Another advantage of this method, particular when roasting chicken, is that you get a lot more juice. Yesterday, I rubbed a chicken (2.2kg) with a little butter, salted it, and stuffed it with a quartered lemon and with the cloves from a head of garlic. I pre-heated the oven at its highest setting, then turned it down to gas mark 6/200C, and put in the chicken, with the neck part of the giblets next to it. After 30 minutes, I turned down the dial to gas mark 3/160C. After another 30 minutes, I surrounded the chicken with peeled, sliced, washed and drained potatoes.
The chicken was ready after two hours in total. I removed it to a hot plate, which I kept on the grill shelf above the oven. It left behind plenty of juice, which I spooned off into a saucepan, with the neck.
I tossed the potatoes in the tin with some olive oil, and returned them to the oven (with the shelf raised a level) at its highest setting.
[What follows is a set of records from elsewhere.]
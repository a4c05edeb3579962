//! Render worker - runs in a dedicated thread

use std::path::Path;
use std::sync::{Arc, Mutex};

use flume::{Receiver, Sender};
use log::{debug, warn};

use super::backend::{BackendError, PageBackend, PageDocument};
use super::cache::{CacheKey, PageCache};
use super::request::{CancelToken, JobId, RenderRequest, RenderResponse, WorkerFault};

/// Main worker function.
///
/// Opens its own document handle, then serves page requests until it sees
/// `Shutdown` or the request channel closes. If the document cannot be
/// opened every request is answered with the open error so the scheduler
/// never waits on a job nobody will run.
#[expect(
    clippy::needless_pass_by_value,
    reason = "Values moved into thread, need ownership"
)]
pub fn render_worker(
    backend: Arc<dyn PageBackend>,
    doc_path: &Path,
    requests: Receiver<RenderRequest>,
    responses: Sender<RenderResponse>,
    cache: Arc<Mutex<PageCache>>,
) {
    let doc = backend.open(doc_path);
    if let Err(e) = &doc {
        warn!("Render worker could not open {doc_path:?}: {e}");
    }

    for request in requests {
        match request {
            RenderRequest::Page {
                id,
                generation,
                page,
                scale,
                cancel,
            } => {
                let job = PageJob {
                    id,
                    generation,
                    page,
                    scale,
                    cancel: &cancel,
                };
                match &doc {
                    Ok(doc) => job.run(doc.as_ref(), &cache, &responses),
                    Err(e) => {
                        let _ = responses.send(RenderResponse::Error {
                            id,
                            generation,
                            error: WorkerFault::generic(e.to_string()),
                        });
                    }
                }
            }

            RenderRequest::Shutdown => break,
        }
    }
}

struct PageJob<'a> {
    id: JobId,
    generation: u64,
    page: usize,
    scale: f32,
    cancel: &'a CancelToken,
}

impl PageJob<'_> {
    fn run(
        self,
        doc: &dyn PageDocument,
        cache: &Arc<Mutex<PageCache>>,
        responses: &Sender<RenderResponse>,
    ) {
        let Self {
            id,
            generation,
            page,
            scale,
            cancel,
        } = self;

        // Superseded before a worker got to it
        if cancel.is_cancelled() {
            let _ = responses.send(RenderResponse::Cancelled { id, generation });
            return;
        }
        let _ = responses.send(RenderResponse::Started { id });

        let key = CacheKey::new(page, scale);
        let cached = cache
            .lock()
            .unwrap_or_else(std::sync::PoisonError::into_inner)
            .get(&key);
        if let Some(bitmap) = cached {
            let _ = responses.send(RenderResponse::Page {
                id,
                generation,
                page,
                bitmap,
            });
            return;
        }

        match doc.render(page, scale, cancel) {
            Ok(bitmap) => {
                let bitmap = cache
                    .lock()
                    .unwrap_or_else(std::sync::PoisonError::into_inner)
                    .insert(key, bitmap);
                let _ = responses.send(RenderResponse::Page {
                    id,
                    generation,
                    page,
                    bitmap,
                });
            }
            Err(BackendError::Cancelled) => {
                debug!("Job {id:?} for page {page} stopped on cancellation");
                let _ = responses.send(RenderResponse::Cancelled { id, generation });
            }
            Err(e) => {
                let _ = responses.send(RenderResponse::Error {
                    id,
                    generation,
                    error: WorkerFault::Backend(e),
                });
            }
        }
    }
}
After 20 minutes, I tossed them again. They were browned in half an hour. The chicken was still warm.
There was enough buttery, lemony sauce, which I warmed in the pan, for four.
The lamb above is studded with slivers of garlic and rosemary, rubbed with oil, salted, and roasted with a foil covering for three hours at gas mark 2/150C. (It browns in spite of the covering.) The procedure with the potatoes was the same as above.